20 of 22 clubs express desire to engage with Uefa on all-island league

Only two clubs in the North refrained from supporting the proposed discussions

Cliftonville have been one of the clubs most outspoken against the move. Photo: Freddie Parkinson/Inpho

Cliftonville have been one of the clubs most outspoken against the move. Photo: Freddie Parkinson/Inpho

 

All 10 Premier Division clubs in the Airtricity League and 10 of 12 in the top flight of the Northern Irish Football League have written to their respective associations to say that they are to formally engage with Uefa with regard to the formation of an all-island league.

The move comes after three years of work by tech entrepreneur Kieran Lucid aimed at establishing a single league competition and a lengthy consultation process overseen by Dutch consultants Hypercube which has dramatically impacted on the original proposal.

The upshot is a plan regarded by many as involving a convoluted league structure, one that involves parallel leagues continuing to operate either side of the border, but also a joint competition which Hypercube projects would increase revenues within the Irish club game by a factor of five over the coming decade.

Although there has been some public resistance to the plan north of the border, most obviously from Cliftonville who have spoken out against it on more than one occasion, a clear majority of the clubs there wrote to the IFA on July 10th to say that they support the idea of talks with Uefa to gauge how supportive the federation might be. The only other club who refrained from signing the letter was Dungannon Swifts.

It is believed that Uefa will be very supportive as the organisation is keen to see a cross border competition established somewhere in Europe as a way of exploring the commercial and other possibilities of such regional moves at a time when the continent’s very biggest leagues have become dominant to the point where they threaten the viability of the club game in many other countries.

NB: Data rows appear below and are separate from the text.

use std::path::PathBuf;

use clap::{Args, Parser, Subcommand};
use monitorctl_core::{DdcError, Target};

#[derive(Debug, Parser)]
#[command(
    name = "monitorctl",
    version,
    about = "Control external monitor brightness and power over DDC/CI (via ddcutil)",
    after_help = "Examples:\n  monitorctl list\n  monitorctl get brightness -d 1\n  monitorctl set brightness 40 --bus 6\n  monitorctl toggle\n\nLog verbosity is read from MONITORCTL_LOGLEVEL (default: info)."
)]
pub struct Cli {
    /// Config file (default: ~/.config/monitor_control/config.yaml)
    #[arg(long, global = true, value_name = "PATH")]
    pub config: Option<PathBuf>,

    #[command(subcommand)]
    pub command: Command,
}

#[derive(Debug, Subcommand)]
pub enum Command {
    /// List detected monitors
    List,
    /// Show the detected monitor matching a display or bus number
    Find {
        #[command(flatten)]
        target: TargetArgs,
    },
    /// Read a monitor setting
    Get {
        #[command(subcommand)]
        setting: GetCommand,
    },
    /// Change a monitor setting
    Set {
        #[command(subcommand)]
        setting: SetCommand,
    },
    /// Turn a monitor on
    On {
        #[command(flatten)]
        target: TargetArgs,
    },
    /// Turn a monitor off
    Off {
        #[command(flatten)]
        target: TargetArgs,
    },
    /// Turn a monitor off if it is on, on otherwise
    Toggle {
        #[command(flatten)]
        target: TargetArgs,
    },
}

#[derive(Debug, Subcommand)]
pub enum GetCommand {
    /// Current and maximum brightness
    Brightness {
        #[command(flatten)]
        target: TargetArgs,
    },
    /// Current power mode
    Power {
        #[command(flatten)]
        target: TargetArgs,
    },
}

#[derive(Debug, Subcommand)]
pub enum SetCommand {
    /// Set brightness
    Brightness {
        /// Brightness value [0-100]
        value: u32,
        #[command(flatten)]
        target: TargetArgs,
    },
}

#[derive(Debug, Clone, Copy, Default, Args)]
pub struct TargetArgs {
    /// ddcutil display number
    #[arg(short, long, conflicts_with = "bus")]
    pub display: Option<u32>,

    /// ddcutil I2C bus number
    #[arg(short, long)]
    pub bus: Option<u32>,
}

impl TargetArgs {
    /// Resolve to a [`Target`], falling back to `default_display` when no selector was given.
    pub fn resolve(&self, default_display: Option<u32>) -> Result<Target, DdcError> {
        match (self.display, self.bus) {
            (None, None) => Target::from_selection(default_display, None),
            (display, bus) => Target::from_selection(display, bus),
        }
    }
}
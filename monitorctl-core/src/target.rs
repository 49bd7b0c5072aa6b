//! Monitor addressing for ddcutil commands.

use crate::error::{DdcError, Result};
use std::fmt;

/// How a command addresses a monitor.
///
/// ddcutil reaches a monitor either by its enumerated display number or by its
/// raw I2C bus number, never both.
#[derive(Debug, Clone, Copy, PartialEq, Eq, Hash, Default)]
pub enum Target {
    /// Let ddcutil pick its default monitor.
    #[default]
    Default,
    /// ddcutil display number (`--display=N`).
    Display(u32),
    /// I2C bus number (`--bus=N`).
    Bus(u32),
}

impl Target {
    /// Build a target from optional display and bus selectors.
    ///
    /// Fails with [`DdcError::InvalidArgument`] when both are given.
    pub fn from_selection(display: Option<u32>, bus: Option<u32>) -> Result<Self> {
        match (display, bus) {
            (Some(_), Some(_)) => Err(DdcError::InvalidArgument(
                "Cannot specify both display and bus. They are mutually exclusive ways to target a monitor."
                    .to_string(),
            )),
            (Some(display), None) => Ok(Self::Display(display)),
            (None, Some(bus)) => Ok(Self::Bus(bus)),
            (None, None) => Ok(Self::Default),
        }
    }

    /// The ddcutil arguments selecting this target.
    pub fn args(&self) -> Vec<String> {
        match self {
            Self::Default => Vec::new(),
            Self::Display(display) => vec![format!("--display={display}")],
            Self::Bus(bus) => vec![format!("--bus={bus}")],
        }
    }
}

impl fmt::Display for Target {
    fn fmt(&self, f: &mut fmt::Formatter<'_>) -> fmt::Result {
        match self {
            Self::Default => write!(f, "default display"),
            Self::Display(display) => write!(f, "display {display}"),
            Self::Bus(bus) => write!(f, "bus /dev/i2c-{bus}"),
        }
    }
}

/// Resolve optional display and bus selectors straight into ddcutil arguments.
pub fn resolve_target(display: Option<u32>, bus: Option<u32>) -> Result<Vec<String>> {
    Target::from_selection(display, bus).map(|target| target.args())
}

#[cfg(test)]
mod tests {
    use super::*;

    #[test]
    fn test_resolve_target_rejects_both() {
        let err = resolve_target(Some(1), Some(2)).unwrap_err();
        assert!(matches!(err, DdcError::InvalidArgument(_)));
    }

    #[test]
    fn test_resolve_target_single_selector() {
        assert_eq!(resolve_target(Some(1), None).unwrap(), ["--display=1"]);
        assert_eq!(resolve_target(None, Some(6)).unwrap(), ["--bus=6"]);
        assert!(resolve_target(None, None).unwrap().is_empty());
    }

    #[test]
    fn test_target_display_names() {
        assert_eq!(Target::Display(2).to_string(), "display 2");
        assert_eq!(Target::Bus(4).to_string(), "bus /dev/i2c-4");
        assert_eq!(Target::default(), Target::Default);
    }
}
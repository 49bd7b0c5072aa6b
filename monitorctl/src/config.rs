use std::fs;
use std::path::{Path, PathBuf};
use std::time::Duration;

use anyhow::{Context, Result, bail};
use monitorctl_core::{
    DEFAULT_PROGRAM, DEFAULT_SLEEP_MULTIPLIER, DdcutilRunner, MAX_TIMEOUT, MonitorController,
    Timeouts,
};
use serde::Deserialize;

const CONFIG_DIR: &str = "monitor_control";
const CONFIG_FILE: &str = "config.yaml";

/// User settings, read from `~/.config/monitor_control/config.yaml`.
#[derive(Debug, Clone, PartialEq, Deserialize)]
#[serde(default, deny_unknown_fields)]
pub struct Config {
    /// ddcutil executable, looked up on `PATH` unless absolute.
    pub ddcutil_path: PathBuf,
    pub detect_timeout_secs: u64,
    pub vcp_timeout_secs: u64,
    /// Passed as `--sleep-multiplier` on brightness writes; `null` keeps ddcutil's default.
    pub sleep_multiplier: Option<f32>,
    /// Display used when a command gets neither `--display` nor `--bus`;
    /// `null` lets ddcutil pick.
    pub default_display: Option<u32>,
}

impl Default for Config {
    fn default() -> Self {
        let timeouts = Timeouts::default();
        Self {
            ddcutil_path: PathBuf::from(DEFAULT_PROGRAM),
            detect_timeout_secs: timeouts.detect.as_secs(),
            vcp_timeout_secs: timeouts.vcp.as_secs(),
            sleep_multiplier: Some(DEFAULT_SLEEP_MULTIPLIER),
            default_display: Some(1),
        }
    }
}

pub fn default_config_path() -> Option<PathBuf> {
    dirs::config_dir().map(|dir| dir.join(CONFIG_DIR).join(CONFIG_FILE))
}

impl Config {
    /// Load `path`, or the default location when `None`.
    ///
    /// A missing default file yields the defaults; a missing explicit file is an error.
    pub fn load(path: Option<&Path>) -> Result<Self> {
        match path {
            Some(path) => Self::from_file(path),
            None => match default_config_path() {
                Some(path) if path.exists() => Self::from_file(&path),
                _ => {
                    log::debug!("no config file found, using defaults");
                    Ok(Self::default())
                }
            },
        }
    }

    pub fn from_file(path: &Path) -> Result<Self> {
        log::debug!("loading config from {}", path.display());
        let contents = fs::read_to_string(path)
            .with_context(|| format!("failed to read config file {}", path.display()))?;
        Self::parse(&contents).with_context(|| format!("invalid config file {}", path.display()))
    }

    pub fn parse(contents: &str) -> Result<Self> {
        if contents.trim().is_empty() {
            return Ok(Self::default());
        }
        let config: Config = serde_yaml::from_str(contents)?;
        config.validate()?;
        Ok(config)
    }

    fn validate(&self) -> Result<()> {
        if self.detect_timeout_secs == 0 || self.vcp_timeout_secs == 0 {
            bail!("timeouts must be at least one second");
        }
        let max = MAX_TIMEOUT.as_secs();
        if self.detect_timeout_secs > max || self.vcp_timeout_secs > max {
            bail!("timeouts must be at most {max} seconds");
        }
        if let Some(multiplier) = self.sleep_multiplier {
            if !(multiplier.is_finite() && multiplier > 0.0) {
                bail!("sleep_multiplier must be a positive number, got {multiplier}");
            }
        }
        if self.default_display == Some(0) {
            bail!("default_display is 1-based");
        }
        Ok(())
    }

    pub fn timeouts(&self) -> Timeouts {
        Timeouts {
            detect: Duration::from_secs(self.detect_timeout_secs),
            vcp: Duration::from_secs(self.vcp_timeout_secs),
        }
    }

    pub fn controller(&self) -> MonitorController {
        let runner = DdcutilRunner::with_program(&self.ddcutil_path);
        MonitorController::with_timeouts(runner, self.timeouts())
            .sleep_multiplier(self.sleep_multiplier)
    }
}
//! VCP feature readouts.

use crate::error::{DdcError, Result};
use once_cell::sync::Lazy;
use regex::Regex;

/// VCP code for brightness (luminance).
pub const BRIGHTNESS_CODE: &str = "10";

/// VCP code for power mode.
pub const POWER_MODE_CODE: &str = "D6";

// VCP code 0x10 (Brightness): current value =  50, max value = 100
static NUMERIC: Lazy<Regex> = Lazy::new(|| {
    Regex::new(r"(?i)current\s+value\s*=\s*(\d+)\s*,\s*max\s+value\s*=\s*(\d+)")
        .expect("numeric VCP pattern")
});

// VCP code 0xd6 (Power mode): DPM: On,  DPMS: Off (sl=0x01)
static SELECTOR: Lazy<Regex> =
    Lazy::new(|| Regex::new(r"\(sl\s*=\s*0x([0-9a-fA-F]+)\)").expect("selector VCP pattern"));

/// A single VCP feature reading.
#[derive(Debug, Clone, PartialEq, Eq)]
pub struct FeatureValue {
    /// Feature code, upper-cased (e.g. `10`, `D6`).
    pub code: String,
    /// Current value.
    pub current: u32,
    /// Maximum value, `0` for non-continuous features.
    pub maximum: u32,
}

/// Parse `ddcutil getvcp` output for `code`.
///
/// Continuous features report `current value = N, max value = M`; non-continuous
/// ones report a selector `(sl=0xNN)` and get a maximum of `0`.
pub fn parse_feature_value(code: &str, text: &str) -> Result<FeatureValue> {
    let out = text.trim();
    let code = code.to_uppercase();

    if let Some(caps) = NUMERIC.captures(out) {
        return Ok(FeatureValue {
            current: parse_number(&caps[1], 10, &code, out)?,
            maximum: parse_number(&caps[2], 10, &code, out)?,
            code,
        });
    }

    if let Some(caps) = SELECTOR.captures(out) {
        return Ok(FeatureValue {
            current: parse_number(&caps[1], 16, &code, out)?,
            maximum: 0,
            code,
        });
    }

    Err(DdcError::Parse {
        message: format!("Could not parse getvcp output for code {code}: {out}"),
        raw: out.to_string(),
        display: None,
    })
}

fn parse_number(digits: &str, radix: u32, code: &str, raw: &str) -> Result<u32> {
    u32::from_str_radix(digits, radix).map_err(|e| DdcError::Parse {
        message: format!("Value {digits} for code {code} is out of range: {e}"),
        raw: raw.to_string(),
        display: None,
    })
}

#[cfg(test)]
mod tests {
    use super::*;

    #[test]
    fn test_parse_numeric() {
        let value = parse_feature_value(
            "10",
            "VCP code 0x10 (Brightness                    ): current value =    50, max value =   100\n",
        )
        .unwrap();
        assert_eq!(
            value,
            FeatureValue {
                code: "10".to_string(),
                current: 50,
                maximum: 100,
            }
        );
    }

    #[test]
    fn test_parse_bare_numeric_is_case_insensitive() {
        let value = parse_feature_value("10", "Current Value = 50, MAX VALUE = 100").unwrap();
        assert_eq!((value.current, value.maximum), (50, 100));
    }

    #[test]
    fn test_parse_selector() {
        let value = parse_feature_value(
            "d6",
            "VCP code 0xd6 (Power mode                    ): DPM: On,  DPMS: Off (sl=0x01)",
        )
        .unwrap();
        assert_eq!(value.code, "D6");
        assert_eq!(value.current, 1);
        assert_eq!(value.maximum, 0);
    }

    #[test]
    fn test_parse_selector_hex() {
        let value = parse_feature_value("D6", "DPM: Off, DPMS: Off (sl=0x05)").unwrap();
        assert_eq!(value.current, 5);

        let value = parse_feature_value("60", "Input Source: DisplayPort-1 (sl=0x0f)").unwrap();
        assert_eq!(value.current, 15);
    }

    #[test]
    fn test_code_is_upper_cased() {
        let value = parse_feature_value("e0", "current value = 1, max value = 2").unwrap();
        assert_eq!(value.code, "E0");
    }

    #[test]
    fn test_parse_garbage() {
        let err = parse_feature_value("10", "garbage").unwrap_err();
        match err {
            DdcError::Parse { raw, .. } => assert_eq!(raw, "garbage"),
            other => panic!("unexpected error: {other:?}"),
        }
    }
}
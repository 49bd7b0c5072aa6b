//! Error types for the ddcutil-backed monitor controller.

/// Errors that can occur while talking to monitors through ddcutil.
#[derive(Debug, thiserror::Error)]
pub enum DdcError {
    /// ddcutil was missing, timed out, or exited with a non-zero status.
    #[error("{message}")]
    Command {
        /// Human-readable description of the failure.
        message: String,
        /// Standard error captured from ddcutil, empty when none was available.
        stderr: String,
    },

    /// ddcutil output did not match any recognized shape.
    #[error("{message}")]
    Parse {
        /// Human-readable description of the failure.
        message: String,
        /// The offending output text.
        raw: String,
        /// The display whose block failed to parse, if applicable.
        display: Option<u32>,
    },

    /// A caller-supplied selector or value violated its constraints.
    #[error("Invalid argument: {0}")]
    InvalidArgument(String),

    /// No detected monitor matched the requested selector.
    #[error("{0}")]
    NotFound(String),
}

impl DdcError {
    pub(crate) fn command(message: impl Into<String>, stderr: impl Into<String>) -> Self {
        Self::Command {
            message: message.into(),
            stderr: stderr.into(),
        }
    }

    /// The stderr captured from ddcutil, if this is a command failure and any was captured.
    pub fn stderr(&self) -> Option<&str> {
        match self {
            Self::Command { stderr, .. } if !stderr.trim().is_empty() => Some(stderr),
            _ => None,
        }
    }
}

/// Result type alias for [`DdcError`].
pub type Result<T> = std::result::Result<T, DdcError>;
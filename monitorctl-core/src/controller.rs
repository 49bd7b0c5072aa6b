//! Brightness and power control built on ddcutil.

use crate::ddcutil::{Ddcutil, Timeouts};
use crate::error::{DdcError, Result};
use crate::monitor::Monitor;
use crate::power::{POWER_OFF, POWER_ON, PowerState};
use crate::runner::{CommandRunner, DdcutilRunner};
use crate::target::Target;
use crate::vcp::{BRIGHTNESS_CODE, POWER_MODE_CODE};

use log::{debug, info};

/// Sleep multiplier passed to `setvcp` for brightness writes.
pub const DEFAULT_SLEEP_MULTIPLIER: f32 = 0.2;

/// Highest brightness accepted by [`MonitorController::set_brightness`].
pub const MAX_BRIGHTNESS: u32 = 100;

/// High-level monitor operations.
///
/// Every call spawns a fresh ddcutil process; nothing is cached between calls.
#[derive(Debug, Clone)]
pub struct MonitorController<R = DdcutilRunner> {
    ddcutil: Ddcutil<R>,
    sleep_multiplier: Option<f32>,
}

impl MonitorController<DdcutilRunner> {
    /// Use `ddcutil` from `PATH` with default settings.
    pub fn system() -> Self {
        Self::new(DdcutilRunner::new())
    }
}

impl<R: CommandRunner> MonitorController<R> {
    /// Create a controller over `runner` with default timeouts.
    pub fn new(runner: R) -> Self {
        Self::from_ddcutil(Ddcutil::new(runner))
    }

    /// Create a controller over `runner` with custom timeouts.
    pub fn with_timeouts(runner: R, timeouts: Timeouts) -> Self {
        Self::from_ddcutil(Ddcutil::with_timeouts(runner, timeouts))
    }

    /// Create a controller over an existing ddcutil client.
    pub fn from_ddcutil(ddcutil: Ddcutil<R>) -> Self {
        Self {
            ddcutil,
            sleep_multiplier: Some(DEFAULT_SLEEP_MULTIPLIER),
        }
    }

    /// Override the sleep multiplier used for brightness writes (`None` keeps ddcutil's default).
    pub fn sleep_multiplier(mut self, multiplier: Option<f32>) -> Self {
        self.sleep_multiplier = multiplier;
        self
    }

    /// The underlying ddcutil client.
    pub fn ddcutil(&self) -> &Ddcutil<R> {
        &self.ddcutil
    }

    /// List all connected monitors.
    pub fn list_monitors(&self) -> Result<Vec<Monitor>> {
        self.ddcutil.detect()
    }

    /// Find a monitor by display number or bus number.
    ///
    /// The display number wins when both are given.
    pub fn find_monitor(&self, display: Option<u32>, bus: Option<u32>) -> Result<Monitor> {
        let target = match (display, bus) {
            (Some(display), _) => Target::Display(display),
            (None, Some(bus)) => Target::Bus(bus),
            (None, None) => {
                return Err(DdcError::InvalidArgument(
                    "Provide either display or bus number to find a monitor".to_string(),
                ));
            }
        };

        self.list_monitors()?
            .into_iter()
            .find(|m| m.matches(target))
            .ok_or_else(|| {
                DdcError::NotFound(match target {
                    Target::Display(display) => {
                        format!("No monitor found with display number {display}")
                    }
                    Target::Bus(bus) => format!("No monitor found with bus number {bus}"),
                    Target::Default => "No monitor found".to_string(),
                })
            })
    }

    /// Read brightness as `(current, maximum)`.
    pub fn get_brightness(&self, target: Target) -> Result<(u32, u32)> {
        let value = self.ddcutil.get_vcp(BRIGHTNESS_CODE, target)?;
        Ok((value.current, value.maximum))
    }

    /// Set brightness (0-100).
    pub fn set_brightness(&self, value: u32, target: Target) -> Result<()> {
        if value > MAX_BRIGHTNESS {
            return Err(DdcError::InvalidArgument(format!(
                "Brightness value must be between 0 and {MAX_BRIGHTNESS}, got {value}"
            )));
        }
        self.ddcutil
            .set_vcp(BRIGHTNESS_CODE, value, target, self.sleep_multiplier)?;
        info!("brightness of {} set to {}", target, value);
        Ok(())
    }

    /// Read the raw power mode (1 = on, 4 = standby, 5 = off; other values are device specific).
    pub fn get_power_mode(&self, target: Target) -> Result<u32> {
        Ok(self.ddcutil.get_vcp(POWER_MODE_CODE, target)?.current)
    }

    /// Turn the monitor on.
    pub fn power_on(&self, target: Target) -> Result<()> {
        self.ddcutil.set_vcp(POWER_MODE_CODE, POWER_ON, target, None)?;
        info!("{} powered on", target);
        Ok(())
    }

    /// Turn the monitor off.
    pub fn power_off(&self, target: Target) -> Result<()> {
        self.ddcutil
            .set_vcp(POWER_MODE_CODE, POWER_OFF, target, None)?;
        info!("{} powered off", target);
        Ok(())
    }

    /// Toggle power, returning the state that was requested.
    ///
    /// Only the "fully on" code counts as on: standby and unknown modes are
    /// switched on.
    pub fn toggle_power(&self, target: Target) -> Result<PowerState> {
        let mode = self.get_power_mode(target)?;
        debug!("current power mode of {}: {}", target, mode);

        if mode == POWER_ON {
            self.power_off(target)?;
            Ok(PowerState::Off)
        } else {
            self.power_on(target)?;
            Ok(PowerState::On)
        }
    }
}
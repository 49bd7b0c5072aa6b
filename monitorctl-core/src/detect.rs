//! Parsing of `ddcutil detect` output.
//!
//! Typical output is one block per display:
//!
//! ```text
//! Display 1
//!    I2C bus:  /dev/i2c-6
//!    DRM connector:           card1-HDMI-A-1
//!    EDID synopsis:
//!       Mfg id:               AUS - UNK
//!       Model:                VZ249
//!       Product code:         9420  (0x24cc)
//!       Serial number:        N5LMRS022713
//!       Binary serial number: 16843009 (0x01010101)
//!       Manufacture year:     2022,  Week: 23
//!    VCP version:         2.1
//! ```

use crate::error::{DdcError, Result};
use crate::monitor::{Monitor, UNKNOWN};

use log::{trace, warn};
use once_cell::sync::Lazy;
use regex::Regex;

static DISPLAY_HEADER: Lazy<Regex> =
    Lazy::new(|| Regex::new(r"(?m)^\s*Display\s+(\d+)\s*$").expect("display header pattern"));
static I2C_BUS: Lazy<Regex> =
    Lazy::new(|| Regex::new(r"I2C\s+bus:\s*/dev/i2c-(\d+)").expect("i2c bus pattern"));
static DEV_I2C: Lazy<Regex> =
    Lazy::new(|| Regex::new(r"/dev/i2c-(\d+)").expect("i2c device pattern"));
static MFG_ID: Lazy<Regex> =
    Lazy::new(|| Regex::new(r"Mfg\s+id:\s*([A-Z0-9]{2,4})").expect("mfg id pattern"));
static MODEL: Lazy<Regex> =
    Lazy::new(|| Regex::new(r"Model:[ \t]*(.*)").expect("model pattern"));
static SERIAL: Lazy<Regex> =
    Lazy::new(|| Regex::new(r"Serial\s+number:[ \t]*(.*)").expect("serial pattern"));

/// Parse the stdout of `ddcutil detect` into monitor records.
///
/// Zero `Display N` headers is not an error: the result is simply empty.
/// Monitors are returned in the order ddcutil listed them.
pub fn parse_detection(text: &str) -> Result<Vec<Monitor>> {
    let headers: Vec<_> = DISPLAY_HEADER.captures_iter(text).collect();

    let mut monitors = Vec::with_capacity(headers.len());
    for (i, caps) in headers.iter().enumerate() {
        let header = caps.get(0).map_or(0..0, |m| m.range());
        let end = headers
            .get(i + 1)
            .and_then(|next| next.get(0))
            .map_or(text.len(), |m| m.start());
        let block = &text[header.end..end];

        let display = caps[1].parse::<u32>().map_err(|e| DdcError::Parse {
            message: format!("Invalid display number {}: {}", &caps[1], e),
            raw: text[header].to_string(),
            display: None,
        })?;

        monitors.push(parse_block(display, block)?);
    }

    Ok(monitors)
}

fn parse_block(display: u32, block: &str) -> Result<Monitor> {
    trace!("parsing detect block for display {}", display);

    let Some(i2c_bus) = I2C_BUS
        .captures(block)
        .or_else(|| DEV_I2C.captures(block))
        .and_then(|caps| caps[1].parse::<u32>().ok())
    else {
        warn!("could not find I2C bus for display {}", display);
        return Err(DdcError::Parse {
            message: format!("Could not find I2C bus for display {display}."),
            raw: block.to_string(),
            display: Some(display),
        });
    };

    let mfg = MFG_ID
        .captures(block)
        .map_or_else(|| UNKNOWN.to_string(), |caps| caps[1].to_string());
    let model = rest_of_line(&MODEL, block).unwrap_or_else(|| UNKNOWN.to_string());
    let serial = rest_of_line(&SERIAL, block);

    Ok(Monitor {
        display,
        i2c_bus,
        mfg,
        model,
        serial,
    })
}

/// The trimmed remainder of the first line matching `re`, if it is non-empty.
fn rest_of_line(re: &Regex, block: &str) -> Option<String> {
    re.captures(block)
        .map(|caps| caps[1].trim().to_string())
        .filter(|value| !value.is_empty())
}

#[cfg(test)]
mod tests {
    use super::*;

    const TWO_DISPLAYS: &str = "\
Display 1
   I2C bus:  /dev/i2c-6
   DRM connector:           card1-HDMI-A-1
   EDID synopsis:
      Mfg id:               AUS - UNK
      Model:                VZ249
      Product code:         9420  (0x24cc)
      Serial number:        N5LMRS022713
      Binary serial number: 16843009 (0x01010101)
      Manufacture year:     2022,  Week: 23
   VCP version:         2.1

Display 2
   I2C bus:  /dev/i2c-7
   EDID synopsis:
      Mfg id:               GSM - LG Electronics
      Model:                LG ULTRAGEAR
      Serial number:
   VCP version:         2.1
";

    #[test]
    fn test_parse_empty() {
        assert!(parse_detection("").unwrap().is_empty());
        assert!(parse_detection("No displays found.\n").unwrap().is_empty());
    }

    #[test]
    fn test_parse_single_display() {
        let text = "Display 1\n   I2C bus:  /dev/i2c-6\n      Mfg id: AUS\n      Model: VZ249\n      Serial number: N5LMRS022713\n";
        let monitors = parse_detection(text).unwrap();
        assert_eq!(
            monitors,
            vec![Monitor {
                display: 1,
                i2c_bus: 6,
                mfg: "AUS".to_string(),
                model: "VZ249".to_string(),
                serial: Some("N5LMRS022713".to_string()),
            }]
        );
    }

    #[test]
    fn test_parse_keeps_discovery_order() {
        let monitors = parse_detection(TWO_DISPLAYS).unwrap();
        assert_eq!(monitors.len(), 2);

        assert_eq!(monitors[0].display, 1);
        assert_eq!(monitors[0].i2c_bus, 6);
        assert_eq!(monitors[0].mfg, "AUS");

        assert_eq!(monitors[1].display, 2);
        assert_eq!(monitors[1].i2c_bus, 7);
        assert_eq!(monitors[1].mfg, "GSM");
        assert_eq!(monitors[1].model, "LG ULTRAGEAR");
        assert_eq!(monitors[1].serial, None);
    }

    #[test]
    fn test_parse_defaults_and_bus_fallback() {
        let text = "Display 3\n   Connector: /dev/i2c-12 (card0-DP-1)\n";
        let monitors = parse_detection(text).unwrap();
        assert_eq!(monitors[0].i2c_bus, 12);
        assert_eq!(monitors[0].mfg, "Unknown");
        assert_eq!(monitors[0].model, "Unknown");
        assert!(monitors[0].serial.is_none());
    }

    #[test]
    fn test_parse_missing_bus_names_display() {
        let text = "Display 4\n   EDID synopsis:\n      Model: Mystery\n";
        match parse_detection(text).unwrap_err() {
            DdcError::Parse {
                display, message, ..
            } => {
                assert_eq!(display, Some(4));
                assert!(message.contains("display 4"));
            }
            other => panic!("unexpected error: {other:?}"),
        }
    }

    #[test]
    fn test_parse_ignores_invalid_display_preamble() {
        let text = "Invalid display\n   I2C bus:  /dev/i2c-3\n\nDisplay 1\n   I2C bus:  /dev/i2c-5\n";
        let monitors = parse_detection(text).unwrap();
        assert_eq!(monitors.len(), 1);
        assert_eq!(monitors[0].i2c_bus, 5);
    }

    #[test]
    fn test_parse_whitespace_padded_header() {
        let text = "  Display   2  \n   I2C bus:  /dev/i2c-4\n";
        let monitors = parse_detection(text).unwrap();
        assert_eq!(monitors.len(), 1);
        assert_eq!(monitors[0].display, 2);
        assert_eq!(monitors[0].i2c_bus, 4);
    }
}
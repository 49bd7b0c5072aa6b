//! Example: Toggle the power state of display 1.
//!
//! Run with: `cargo run --example toggle_power`

use monitorctl_core::{DdcError, MonitorController, Target};

fn main() -> Result<(), DdcError> {
    // Initialize logging (optional)
    env_logger::init();

    // Create the controller backed by ddcutil on PATH
    let controller = MonitorController::system();

    println!("Detecting monitors...");
    for monitor in controller.list_monitors()? {
        println!(
            "Display {} on {}: {} {}",
            monitor.display,
            monitor.bus_path(),
            monitor.mfg,
            monitor.model
        );
    }

    let target = Target::Display(1);
    println!("Current power mode: 0x{:02x}", controller.get_power_mode(target)?);

    match controller.toggle_power(target) {
        Ok(state) => println!("Toggled to: {state}"),
        Err(e) => eprintln!("Error toggling power: {e}"),
    }

    Ok(())
}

In their letter to the FAI, which has consistently said in recent months that it would respect any decision the clubs took together with regard to their future, the clubs say that: “The continuing power of the FA Premier League and the devastating consequences of the Covid-19 crisis make the wellbeing of our national league very uncertain. Still, the underlying continuing popularity of football on the island and the sustained emergence of talented young players and coaches mean the game here continues to be rich in raw materials, something that’s been confirmed by Hypercube’s study.”

In its study, Hypercube recommended a compromised structure under which clubs in the respective Premier Divisions would play two rounds of games before a split based on standings that would involve clubs from north and south then playing each other.

Points earned from the games against clubs from their original league would count towards both competitions; domestic and all-island, which those from matches against sides from across the border would count only in the new competition which would eventually be decided in a knockout finale.

Hypercube project that the adoption of the system, along with rather modest improvements to grounds and other facilities and the improved transfer market for Irish players they envisage being created by a better club landscape, would result in combined revenues growing from around €21 million now to €99.5 million over a 10-year period.

Much of the additional revenue, it is anticipated, would come from regular participation in the new Uefa Conference League, something that the Dutch firm suggests will be very achievable.

Clubs are now calling on the two associations to facilitate further work on the compromise proposal. Senior officials at the IFA had publicly rejected it back in May but it is believed that the association has engaged in talks behind the scenes and talks with Uefa are expected to take place, something that would represent a significant step forward in what has been a long and, at times, difficult process to date.